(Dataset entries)

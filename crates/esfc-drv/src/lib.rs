//! esfc-drv - Driver
//!
//! The outermost layer: argument parsing, file I/O, pipeline wiring, and
//! exit codes. Everything interesting happens in the phase crates; this
//! one reads the file, runs lex - parse - resolve - print, and writes the
//! result to stdout.
//!
//! Exit codes: 0 on success, 1 on any lex/parse or I/O failure, 3 on a
//! command-line usage error.

use std::fmt::Write as _;
use std::path::PathBuf;

use anyhow::{bail, Context, Result};

use esfc_gen::{print, print_resolved};
use esfc_lex::{Lexer, TokenKind};
use esfc_par::{ParseError, Parser};
use esfc_sem::resolve;
use esfc_util::Diagnostic;

/// Whether the lexer honors the ES3 future-reserved word list. A
/// build-time constant; there is deliberately no CLI hook for it.
pub const CARE_FUTURE_RESERVED: bool = true;

const USAGE: &str = "\
Usage: esfc [options] <file>

Options:
  --print-resolution   annotate the output with resolved variable tags
  --emit-tokens        print the token stream and stop
  --emit-ast           print the AST and stop
  -h, --help           print this help
  -V, --version        print version information
";

/// How far to run the pipeline before emitting.
#[derive(Clone, Copy, Debug, PartialEq, Eq)]
pub enum EmitStage {
    /// Lexer output only.
    Tokens,
    /// Parser output only.
    Ast,
    /// The pretty-printed program (default).
    Source,
}

/// One invocation's configuration.
#[derive(Debug, Clone)]
pub struct Config {
    /// The source file.
    pub input: PathBuf,
    /// Use the resolution-annotated printer.
    pub print_resolution: bool,
    /// Pipeline stage to emit.
    pub emit: EmitStage,
}

/// What the command line asked for.
#[derive(Debug)]
pub enum CliRequest {
    Run(Config),
    Help,
    Version,
}

/// Parses command-line arguments (program name already stripped).
pub fn parse_args<I: Iterator<Item = String>>(args: I) -> Result<CliRequest> {
    let mut input = None;
    let mut print_resolution = false;
    let mut emit = EmitStage::Source;

    for arg in args {
        match arg.as_str() {
            "-h" | "--help" => return Ok(CliRequest::Help),
            "-V" | "--version" => return Ok(CliRequest::Version),
            "--print-resolution" => print_resolution = true,
            "--emit-tokens" => emit = EmitStage::Tokens,
            "--emit-ast" => emit = EmitStage::Ast,
            other if other.starts_with('-') => bail!("unknown option '{other}'"),
            _ => {
                if input.is_some() {
                    bail!("more than one input file");
                }
                input = Some(PathBuf::from(arg));
            }
        }
    }

    let Some(input) = input else {
        bail!("no input file");
    };
    Ok(CliRequest::Run(Config {
        input,
        print_resolution,
        emit,
    }))
}

/// Entry point used by the binary. `args` includes the program name.
pub fn run<I: Iterator<Item = String>>(mut args: I) -> i32 {
    let _program = args.next();
    match parse_args(args) {
        Ok(CliRequest::Help) => {
            print!("{USAGE}");
            0
        }
        Ok(CliRequest::Version) => {
            println!("esfc {}", env!("CARGO_PKG_VERSION"));
            0
        }
        Ok(CliRequest::Run(config)) => Session::new(config).run(),
        Err(e) => {
            eprintln!("error: {e}");
            eprint!("{USAGE}");
            3
        }
    }
}

/// One compilation. Reads the input, runs the pipeline, writes stdout.
pub struct Session {
    config: Config,
}

impl Session {
    pub fn new(config: Config) -> Self {
        Self { config }
    }

    /// Runs the session, returning the process exit code. Diagnostics go
    /// to stderr.
    pub fn run(&self) -> i32 {
        let source = match std::fs::read_to_string(&self.config.input)
            .with_context(|| format!("cannot read {}", self.config.input.display()))
        {
            Ok(source) => source,
            Err(e) => {
                eprintln!("error: {e:#}");
                return 1;
            }
        };

        let output = match self.config.emit {
            EmitStage::Tokens => dump_tokens(&source),
            EmitStage::Ast => dump_ast(&source),
            EmitStage::Source => compile_source(&source, self.config.print_resolution),
        };

        match output {
            Ok(text) => {
                print!("{text}");
                0
            }
            Err(e) => {
                let diag = Diagnostic::error(e.to_string(), e.span()).with_source(&source);
                eprintln!("{}", diag.render());
                1
            }
        }
    }
}

/// The full pipeline on a source string: parse, resolve, pretty-print.
pub fn compile_source(source: &str, print_resolution: bool) -> Result<String, ParseError> {
    let parser = Parser::new(Lexer::new(source, CARE_FUTURE_RESERVED));
    let tree = parser.parse_program()?;
    let resolution = resolve(&tree);
    Ok(if print_resolution {
        print_resolved(&tree.program, &resolution)
    } else {
        print(&tree.program)
    })
}

/// Lexes the whole input and renders one token per line.
fn dump_tokens(source: &str) -> Result<String, ParseError> {
    let mut lexer = Lexer::new(source, CARE_FUTURE_RESERVED);
    let mut out = String::new();
    loop {
        let token = lexer.next().map_err(ParseError::from)?;
        let _ = writeln!(out, "{token}");
        if token.kind == TokenKind::Eof {
            return Ok(out);
        }
    }
}

/// Parses the input and renders the AST debug form.
fn dump_ast(source: &str) -> Result<String, ParseError> {
    let tree = Parser::new(Lexer::new(source, CARE_FUTURE_RESERVED)).parse_program()?;
    Ok(format!("{:#?}\n", tree.program))
}

#[cfg(test)]
mod tests {
    use super::*;

    #[test]
    fn test_parse_args_run() {
        let request = parse_args(["--print-resolution", "a.js"].map(String::from).into_iter())
            .expect("args parse");
        match request {
            CliRequest::Run(config) => {
                assert!(config.print_resolution);
                assert_eq!(config.emit, EmitStage::Source);
                assert_eq!(config.input, PathBuf::from("a.js"));
            }
            other => panic!("expected run request, got {other:?}"),
        }
    }

    #[test]
    fn test_parse_args_errors() {
        assert!(parse_args(std::iter::empty()).is_err());
        assert!(parse_args(["--nope", "a.js"].map(String::from).into_iter()).is_err());
        assert!(parse_args(["a.js", "b.js"].map(String::from).into_iter()).is_err());
    }

    #[test]
    fn test_compile_source_end_to_end() {
        let out = compile_source("var x=1;", false).expect("compile");
        assert_eq!(out, "/* Program */\nvar x = 1;\n");
    }

    #[test]
    fn test_compile_source_resolution_tags() {
        let out = compile_source("var x = 1; x;", true).expect("compile");
        assert_eq!(out, "/* Program */\nvar x<0> = 1;\nx<0>;\n");
    }

    #[test]
    fn test_compile_source_error() {
        assert!(compile_source("var ;", false).is_err());
    }

    #[test]
    fn test_dump_tokens_includes_newlines() {
        let out = dump_tokens("a\nb").expect("lex");
        assert!(out.contains("NEW_LINE"));
        assert!(out.contains("ID (0): a"));
        assert!(out.contains("EOF"));
    }
}
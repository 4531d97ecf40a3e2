//! The lexer.
//!
//! `next()` skips blanks and comments, then dispatches on the first byte
//! of the token. Line terminators produce `NewLine` tokens instead of
//! being skipped; a block comment that spans a terminator produces exactly
//! one `NewLine`, positioned at the first terminator inside it.

use thiserror::Error;

use esfc_util::{Span, Symbol};

use crate::cursor::{Cursor, CursorSnapshot};
use crate::token::{is_future_reserved, keyword_from_ident, Token, TokenKind};

/// A fatal lexical error. Carries the span of the offending region.
#[derive(Clone, Debug, Error, PartialEq, Eq)]
pub enum LexError {
    #[error("unterminated string literal")]
    UnterminatedString { span: Span },

    #[error("unterminated block comment")]
    UnterminatedComment { span: Span },

    #[error("missing digits after exponent")]
    UnterminatedExponent { span: Span },

    #[error("missing digits in hexadecimal literal")]
    EmptyHexLiteral { span: Span },

    #[error("unterminated regular expression literal")]
    UnterminatedRegExp { span: Span },

    #[error("unexpected character '{ch}'")]
    UnexpectedChar { ch: char, span: Span },
}

impl LexError {
    /// The source location of the error.
    pub fn span(&self) -> Span {
        match self {
            LexError::UnterminatedString { span }
            | LexError::UnterminatedComment { span }
            | LexError::UnterminatedExponent { span }
            | LexError::EmptyHexLiteral { span }
            | LexError::UnterminatedRegExp { span }
            | LexError::UnexpectedChar { span, .. } => *span,
        }
    }
}

/// The ECMAScript lexer.
///
/// # Examples
///
/// ```
/// use esfc_lex::{Lexer, TokenKind};
///
/// let mut lexer = Lexer::new("var x = 1;", true);
/// assert_eq!(lexer.next().unwrap().kind, TokenKind::Var);
/// assert_eq!(lexer.next().unwrap().kind, TokenKind::Ident);
/// ```
pub struct Lexer<'a> {
    cursor: Cursor<'a>,

    /// Whether the ES3 future-reserved words lex as reserved.
    care_future_reserved: bool,

    /// Cursor state at the start of the most recent token; the rewind
    /// point for `relex_regexp`.
    token_snapshot: CursorSnapshot,
}
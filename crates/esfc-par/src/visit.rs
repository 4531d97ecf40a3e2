//! AST traversal.
//!
//! [`Visit`] replaces a class-hierarchy visitor with the usual Rust shape:
//! every method defaults to the matching free `walk_*` function, which
//! recurses into children in declaration order. A visitor overrides only
//! the cases it cares about and calls the walk function itself when it
//! still wants the children.

use crate::ast::*;

/// An AST visitor. All methods default to walking the children.
pub trait Visit {
    fn visit_program(&mut self, program: &Program) {
        walk_program(self, program);
    }

    fn visit_stmt(&mut self, stmt: &Stmt) {
        walk_stmt(self, stmt);
    }

    fn visit_expr(&mut self, expr: &Expr) {
        walk_expr(self, expr);
    }

    fn visit_block(&mut self, block: &Block) {
        walk_block(self, block);
    }

    fn visit_catch(&mut self, catch: &Catch) {
        walk_catch(self, catch);
    }

    fn visit_switch_clause(&mut self, clause: &SwitchClause) {
        walk_switch_clause(self, clause);
    }

    fn visit_var_init(&mut self, init: &VariableInitialization) {
        walk_var_init(self, init);
    }

    fn visit_var_decl(&mut self, _decl: &VariableDeclaration) {}

    fn visit_parameter(&mut self, _param: &Parameter) {}

    fn visit_fun(&mut self, fun: &Fun) {
        walk_fun(self, fun);
    }

    fn visit_property(&mut self, property: &Property) {
        walk_property(self, property);
    }

    fn visit_array_element(&mut self, element: &ArrayElement) {
        walk_array_element(self, element);
    }
}

pub fn walk_program<V: Visit + ?Sized>(v: &mut V, program: &Program) {
    for stmt in &program.body {
        v.visit_stmt(stmt);
    }
}

pub fn walk_stmt<V: Visit + ?Sized>(v: &mut V, stmt: &Stmt) {
    match stmt {
        Stmt::Block(block) => v.visit_block(block),
        Stmt::Expr(s) => v.visit_expr(&s.expr),
        Stmt::Empty(_) => {}
        Stmt::If(s) => {
            v.visit_expr(&s.cond);
            v.visit_stmt(&s.then);
            v.visit_stmt(&s.alt);
        }
        Stmt::For(s) => {
            if let Some(init) = &s.init {
                v.visit_expr(init);
            }
            v.visit_expr(&s.cond);
            if let Some(update) = &s.update {
                v.visit_expr(update);
            }
            v.visit_stmt(&s.body);
        }
        Stmt::ForIn(s) => {
            v.visit_expr(&s.lhs);
            v.visit_expr(&s.obj);
            v.visit_stmt(&s.body);
        }
        Stmt::While(s) => {
            v.visit_expr(&s.cond);
            v.visit_stmt(&s.body);
        }
        Stmt::Do(s) => {
            v.visit_stmt(&s.body);
            v.visit_expr(&s.cond);
        }
        Stmt::Continue(_) | Stmt::Break(_) => {}
        Stmt::Return(s) => v.visit_expr(&s.value),
        Stmt::Throw(s) => v.visit_expr(&s.expr),
        Stmt::Try(s) => {
            v.visit_block(&s.body);
            if let Some(catch) = &s.catch {
                v.visit_catch(catch);
            }
            if let Some(finally) = &s.finally {
                v.visit_block(finally);
            }
        }
        Stmt::With(s) => {
            v.visit_expr(&s.obj);
            v.visit_stmt(&s.body);
        }
        Stmt::Switch(s) => {
            v.visit_expr(&s.key);
            for clause in &s.cases {
                v.visit_switch_clause(clause);
            }
        }
        Stmt::FunctionDecl(s) => {
            v.visit_var_decl(&s.name);
            v.visit_fun(&s.fun);
        }
        Stmt::Labeled(s) => v.visit_stmt(&s.body),
    }
}

pub fn walk_expr<V: Visit + ?Sized>(v: &mut V, expr: &Expr) {
    match expr {
        Expr::Sequence(e) => {
            for expr in &e.exprs {
                v.visit_expr(expr);
            }
        }
        Expr::VarDecls(e) => {
            for init in &e.inits {
                v.visit_var_init(init);
            }
        }
        Expr::Assign(e) => {
            v.visit_expr(&e.lhs);
            v.visit_expr(&e.rhs);
        }
        Expr::Cond(e) => {
            v.visit_expr(&e.cond);
            v.visit_expr(&e.then);
            v.visit_expr(&e.alt);
        }
        Expr::New(e) => {
            v.visit_expr(&e.target);
            for arg in &e.args {
                v.visit_expr(arg);
            }
        }
        Expr::Call(e) => {
            v.visit_expr(&e.target);
            for arg in &e.args {
                v.visit_expr(arg);
            }
        }
        Expr::Binary(e) => {
            v.visit_expr(&e.lhs);
            v.visit_expr(&e.rhs);
        }
        Expr::Prefix(e) => v.visit_expr(&e.expr),
        Expr::Postfix(e) => v.visit_expr(&e.expr),
        Expr::VarUse(_) | Expr::This(_) => {}
        Expr::Access(e) => {
            v.visit_expr(&e.receiver);
            v.visit_expr(&e.selector);
        }
        Expr::NamedFun(e) => {
            v.visit_var_decl(&e.name);
            v.visit_fun(&e.fun);
        }
        Expr::Fun(e) => v.visit_fun(e),
        Expr::Bool(_)
        | Expr::Str(_)
        | Expr::Num(_)
        | Expr::Null(_)
        | Expr::Undefined(_)
        | Expr::RegExp(_) => {}
        Expr::Array(e) => {
            for element in &e.elements {
                v.visit_array_element(element);
            }
        }
        Expr::Object(e) => {
            for property in &e.properties {
                v.visit_property(property);
            }
        }
    }
}

pub fn walk_block<V: Visit + ?Sized>(v: &mut V, block: &Block) {
    for stmt in &block.stmts {
        v.visit_stmt(stmt);
    }
}

pub fn walk_catch<V: Visit + ?Sized>(v: &mut V, catch: &Catch) {
    v.visit_parameter(&catch.param);
    v.visit_block(&catch.body);
}

pub fn walk_switch_clause<V: Visit + ?Sized>(v: &mut V, clause: &SwitchClause) {
    match clause {
        SwitchClause::Case(case) => {
            v.visit_expr(&case.test);
            v.visit_block(&case.body);
        }
        SwitchClause::Default(default) => v.visit_block(&default.body),
    }
}

pub fn walk_var_init<V: Visit + ?Sized>(v: &mut V, init: &VariableInitialization) {
    v.visit_var_decl(&init.decl);
    if let Some(value) = &init.value {
        v.visit_expr(value);
    }
}

pub fn walk_fun<V: Visit + ?Sized>(v: &mut V, fun: &Fun) {
    for param in &fun.params {
        v.visit_parameter(param);
    }
    v.visit_block(&fun.body);
}

pub fn walk_property<V: Visit + ?Sized>(v: &mut V, property: &Property) {
    v.visit_expr(&property.value);
}

pub fn walk_array_element<V: Visit + ?Sized>(v: &mut V, element: &ArrayElement) {
    v.visit_expr(&element.value);
}
//! Core error types for the util crate.
//!
//! These cover the fallible edges of the foundation types: resolving a
//! raw symbol index back to an interned string, and extracting the text a
//! span addresses. The front-end pipeline itself never hits them on the
//! happy path; they exist for the checked APIs.

use thiserror::Error;

/// Error type for symbol table lookups.
#[derive(Debug, Clone, Error, PartialEq, Eq)]
pub enum SymbolError {
    /// The index does not name an interned string.
    #[error("symbol not found: index {index}")]
    NotFound { index: u32 },
}

/// Error type for span extraction.
#[derive(Debug, Clone, Error, PartialEq, Eq)]
pub enum SpanError {
    /// Start is past end.
    #[error("invalid span: start {start} > end {end}")]
    InvalidRange { start: u32, end: u32 },

    /// The span reaches past the source buffer.
    #[error("span out of bounds: source has {source_len} bytes, span is {start}..{end}")]
    OutOfBounds {
        source_len: usize,
        start: u32,
        end: u32,
    },

    /// The span cuts a UTF-8 sequence.
    #[error("span does not fall on character boundaries: {start}..{end}")]
    NotOnCharBoundary { start: u32, end: u32 },
}

/// Result type alias for symbol operations.
pub type SymbolResult<T> = std::result::Result<T, SymbolError>;

/// Result type alias for span operations.
pub type SpanResult<T> = std::result::Result<T, SpanError>;

#[cfg(test)]
mod tests {
    use super::*;

    #[test]
    fn test_symbol_error_display() {
        let e = SymbolError::NotFound { index: 7 };
        assert_eq!(e.to_string(), "symbol not found: index 7");
    }

    #[test]
    fn test_span_error_display() {
        let e = SpanError::InvalidRange { start: 9, end: 3 };
        assert_eq!(e.to_string(), "invalid span: start 9 > end 3");

        let e = SpanError::OutOfBounds {
            source_len: 5,
            start: 2,
            end: 9,
        };
        assert_eq!(
            e.to_string(),
            "span out of bounds: source has 5 bytes, span is 2..9"
        );
    }
}
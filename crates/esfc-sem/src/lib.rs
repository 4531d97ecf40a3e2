//! esfc-sem - Scope and Variable Resolution
//!
//! Maps every identifier occurrence in a parsed program to a unique
//! variable descriptor. The analysis is a two-pass walk:
//!
//! 1. **Collect** - record declarations per scope, preload `this`/
//!    `arguments` and the operator set, and flag scopes that call `eval`.
//! 2. **Bind** - resolve each reference against the scope stack,
//!    synthesizing implicit globals and `with`/eval interceptors lazily.
//!
//! Resolution never fails; undeclared names become implicit globals at
//! program scope. The result is a [`Resolution`]: a var arena plus a
//! dense map from node id to var id.

mod resolve;
mod var;

#[cfg(test)]
mod edge_cases;

pub use resolve::{resolve, Resolution};
pub use var::{Intercept, InterceptReason, Var, VarId, OPERATOR_NAMES};
//! The printer proper.

use rustc_hash::FxHashMap;

use esfc_par::ast::*;
use esfc_sem::{Resolution, VarId};

/// Annotation sink, invoked after every printed variable or operator
/// reference with the node that was printed.
pub trait Annotate {
    fn annotate(&mut self, out: &mut String, node: NodeId);
}

/// The no-op sink of the base printer.
pub struct Plain;

impl Annotate for Plain {
    fn annotate(&mut self, _out: &mut String, _node: NodeId) {}
}

/// The resolving sink: appends `<k>` where `k` numbers the resolved var
/// by first appearance in the output. Operator vars are not tagged.
pub struct ResolvedTags<'r> {
    resolution: &'r Resolution,
    numbers: FxHashMap<VarId, u32>,
}

impl<'r> ResolvedTags<'r> {
    pub fn new(resolution: &'r Resolution) -> Self {
        Self {
            resolution,
            numbers: FxHashMap::default(),
        }
    }
}

impl Annotate for ResolvedTags<'_> {
    fn annotate(&mut self, out: &mut String, node: NodeId) {
        let Some(var_id) = self.resolution.var_of(node) else {
            return;
        };
        if self.resolution.var(var_id).is_operator {
            return;
        }
        let next = self.numbers.len() as u32;
        let k = *self.numbers.entry(var_id).or_insert(next);
        out.push('<');
        out.push_str(&k.to_string());
        out.push('>');
    }
}

/// Prints a program with the base printer.
pub fn print(program: &Program) -> String {
    Printer::new(Plain).render(program)
}

/// Prints a program with resolved-variable tags.
pub fn print_resolved(program: &Program, resolution: &Resolution) -> String {
    Printer::new(ResolvedTags::new(resolution)).render(program)
}

/// AST-to-text renderer with two-space block indentation.
pub struct Printer<A> {
    out: String,
    indent: usize,
    notes: A,
}
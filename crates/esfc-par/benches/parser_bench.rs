//! Parser benchmarks.
//!
//! Run with `cargo bench --package esfc-par`.

use criterion::{black_box, criterion_group, criterion_main, Criterion, Throughput};
use esfc_lex::Lexer;
use esfc_par::Parser;

fn parse_source(source: &str) -> u32 {
    Parser::new(Lexer::new(source, true))
        .parse_program()
        .map(|tree| tree.node_count)
        .unwrap_or(0)
}

fn bench_parser(c: &mut Criterion) {
    let mut group = c.benchmark_group("parser");

    let small = "var x = 1;";
    let medium = r#"
        function fib(n) {
            if (n <= 1) return n;
            return fib(n - 1) + fib(n - 2);
        }
        for (var i = 0; i < 10; i++) fib(i);
    "#;
    let expressions = "a = b ? c + d * e : f[g](h, i) && j || ~k;";

    group.throughput(Throughput::Bytes(medium.len() as u64));
    group.bench_function("small_var", |b| b.iter(|| parse_source(black_box(small))));
    group.bench_function("fib_program", |b| b.iter(|| parse_source(black_box(medium))));
    group.bench_function("dense_expressions", |b| {
        b.iter(|| parse_source(black_box(expressions)))
    });

    group.finish();
}

criterion_group!(benches, bench_parser);
criterion_main!(benches);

# TASK REQUIREMENTS:
From the opening line of the data above through the line holding "let mut input = None;", give every line again exactly as it stands.

# TASK RESULT:
filename crates/esfc-drv/src/lib.rs
//! esfc-drv - Driver
//!
//! The outermost layer: argument parsing, file I/O, pipeline wiring, and
//! exit codes. Everything interesting happens in the phase crates; this
//! one reads the file, runs lex - parse - resolve - print, and writes the
//! result to stdout.
//!
//! Exit codes: 0 on success, 1 on any lex/parse or I/O failure, 3 on a
//! command-line usage error.

use std::fmt::Write as _;
use std::path::PathBuf;

use anyhow::{bail, Context, Result};

use esfc_gen::{print, print_resolved};
use esfc_lex::{Lexer, TokenKind};
use esfc_par::{ParseError, Parser};
use esfc_sem::resolve;
use esfc_util::Diagnostic;

/// Whether the lexer honors the ES3 future-reserved word list. A
/// build-time constant; there is deliberately no CLI hook for it.
pub const CARE_FUTURE_RESERVED: bool = true;

const USAGE: &str = "\
Usage: esfc [options] <file>

Options:
  --print-resolution   annotate the output with resolved variable tags
  --emit-tokens        print the token stream and stop
  --emit-ast           print the AST and stop
  -h, --help           print this help
  -V, --version        print version information
";

/// How far to run the pipeline before emitting.
#[derive(Clone, Copy, Debug, PartialEq, Eq)]
pub enum EmitStage {
    /// Lexer output only.
    Tokens,
    /// Parser output only.
    Ast,
    /// The pretty-printed program (default).
    Source,
}

/// One invocation's configuration.
#[derive(Debug, Clone)]
pub struct Config {
    /// The source file.
    pub input: PathBuf,
    /// Use the resolution-annotated printer.
    pub print_resolution: bool,
    /// Pipeline stage to emit.
    pub emit: EmitStage,
}

/// What the command line asked for.
#[derive(Debug)]
pub enum CliRequest {
    Run(Config),
    Help,
    Version,
}

/// Parses command-line arguments (program name already stripped).
pub fn parse_args<I: Iterator<Item = String>>(args: I) -> Result<CliRequest> {
    let mut input = None;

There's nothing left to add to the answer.